Allerdings komme es aufgrund des Insolvenzrechtes zu einem Funktionswandel in der Gesellschafterstellung, der auch auf die Rechte nach § 51a GmbHG Einfluss nehme. Statt eines umfassenden mitgliedschaftlichen individuellen Informationsrechtes, welches der Stimmrechtsausübung in der Gesellschafterversammlung und mitgliedschaftlichen Eigeninteressen diene, komme es im Insolvenzverfahren zu inhaltlichen Einschränkungen. Die Rechte nach § 51a GmbHG dienten nunmehr nur noch der sachgerechten Ausübung des Gesellschafterstimmrechts. Begründet sei dies darin, dass zwar die Gesellschafterversammlung als Organ fortbestehe, die Verwaltungs- und Verfügungsrechte jedoch auf den Insolvenzverwalter übergegangen seien. Aufgrund der insolvenzrechtlichen Besonderheiten könne sich das Informationsrecht des Gesellschafters nach § 51a GmbHG nicht auf die gesamte Tätigkeit des Insolvenzverwalters beziehen. Den Gesellschaftern stünden insoweit nämlich keine Kontrollrechte zu. Auch sei der Insolvenzverwalter nicht zu Auskünften verpflichtet, die im Zusammenhang mit Anspruchsverfolgungen gegen Dritte stehen. Dem Gesellschafter stünden weder Informations- noch Einsichtsrechte zu, wenn sein Begehren die persönliche vermögensrechtliche Stellung eines Gesellschafters als Mitglied der Gesellschaft betreffe. Weiter beziehe sich das Informationsrecht nur auf diejenigen Unterlagen, die der Insolvenzverwalter bei Eröffnung des Insolvenzverfahrens in Besitz genommen habe. Dagegen bestehe kein Recht zur Einsichtnahme in Unterlagen, die spätere Geschäftsvorgänge betreffen, die der Insolvenzverwalter zu verantworten habe. Zudem müsse der Gesellschafter sein konkretes Informationsbedürfnis darlegen und glaubhaft machen sowie die konkreten Unterlagen bezeichnen, in die er Einsicht nehmen will.
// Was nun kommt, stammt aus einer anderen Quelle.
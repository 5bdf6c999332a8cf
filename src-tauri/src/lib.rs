pub mod catalog;
#[cfg(feature = "app")]
mod commands;
pub mod config;
pub mod database;
pub mod error;
pub mod feed;
pub mod freshness;
pub mod geometry;
pub mod session;
pub mod types;

pub use error::{Error, Result};

#[cfg(feature = "app")]
use tauri::{Emitter, Manager};
#[cfg(feature = "app")]
use tokio::sync::broadcast::error::RecvError;

#[cfg(feature = "app")]
async fn start_session(app: &tauri::AppHandle) -> Result<session::MapSession<feed::HttpStatusFeed>> {
    let data_dir = app
        .path()
        .app_data_dir()
        .map_err(|e| Error::Config(format!("Failed to resolve app data directory: {e}")))?;

    let app_config = config::AppConfig::load(&data_dir.join(config::CONFIG_FILE_NAME))?;
    let pool = database::init_database(&data_dir.join(database::DB_FILE_NAME)).await?;
    let feed = feed::HttpStatusFeed::new(&app_config.feed, app_config.policy.coverage_radius_m)?;
    let catalog = session::load_catalog(&pool, &feed).await?;
    pool.close().await;

    Ok(session::MapSession::new(app_config.policy, feed, catalog))
}

#[cfg(feature = "app")]
#[cfg_attr(mobile, tauri::mobile_entry_point)]
pub fn run() {
    tracing_subscriber::fmt()
        .with_env_filter(tracing_subscriber::EnvFilter::from_default_env())
        .init();

    tauri::Builder::default()
        .plugin(tauri_plugin_opener::init())
        .invoke_handler(tauri::generate_handler![
            commands::get_bays,
            commands::get_bays_in_view,
            commands::viewport_settled,
            commands::get_freshness,
        ])
        .setup(|app| {
            let handle = app.handle().clone();
            tauri::async_runtime::block_on(async move {
                match start_session(&handle).await {
                    Ok(session) => {
                        let mut refreshes = session.subscribe();
                        handle.manage(commands::SessionState(session));

                        let emitter = handle.clone();
                        tauri::async_runtime::spawn(async move {
                            loop {
                                match refreshes.recv().await {
                                    Ok(refresh) => {
                                        if let Err(e) = emitter.emit("bay-status-updated", refresh) {
                                            tracing::warn!(event = "app.emit_failed", error = %e);
                                        }
                                    }
                                    Err(RecvError::Lagged(skipped)) => {
                                        tracing::warn!(event = "app.refresh_lagged", skipped);
                                    }
                                    Err(RecvError::Closed) => break,
                                }
                            }
                        });
                        tracing::info!(event = "app.session_started");
                    }
                    Err(e) => {
                        tracing::error!(event = "app.session_failed", error = %e);
                    }
                }
            });
            Ok(())
        })
        .run(tauri::generate_context!())
        .expect("error while running tauri application");
}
Im vorliegenden Fall fehle es bereits an einer schlüssigen Darlegung des individuellen Informationsbedürfnisses. Informationen bezüglich der geltend gemachten Insolvenzanfechtung benötige der Antragsteller nicht, weil er durch Einsicht keinen Mehrwert erlangen würde. Soweit der Antragsteller als Gesellschafter Einsicht nehmen wolle, um feststellen zu können, ob der Insolvenzverwalter richtig den Zeitpunkt der Insolvenzreife festgestellt habe, so stehe ihm ein Kontrollrecht nicht zu. Der Antragsteller sei aber nicht rechtlos, da ihm immer noch die Ansprüche nach §§ 242, 810 f. BGB zustünden.
Rechtliche Würdigung
Die dogmatische Herleitung des LG Berlin zur Modifizierung der Ansprüche auf Auskunft- und Einsicht ist nachvollziehbar. In der Praxis stellt es sich jedoch als schwierig dar, die Interessenssphären des Gesellschafters genau abzugrenzen. Wieso dem Gesellschafter nicht nach § 51a GmbHG eine Einsichtnahme in die buchhalterischen Unterlagen möglich sein soll, um seinerseits prüfen zu können, wann die Insolvenzreife eingetreten ist, erschließt sich nicht. Es besteht auch kein Bedürfnis den Insolvenzverwalter zu schützen, da spätestens in einem gerichtlichen Verfahren die notwendigen Informationen einem gerichtlich bestellten Sachverständigen zur Erstellung eines Gutachtens zugänglich gemacht werden müssen.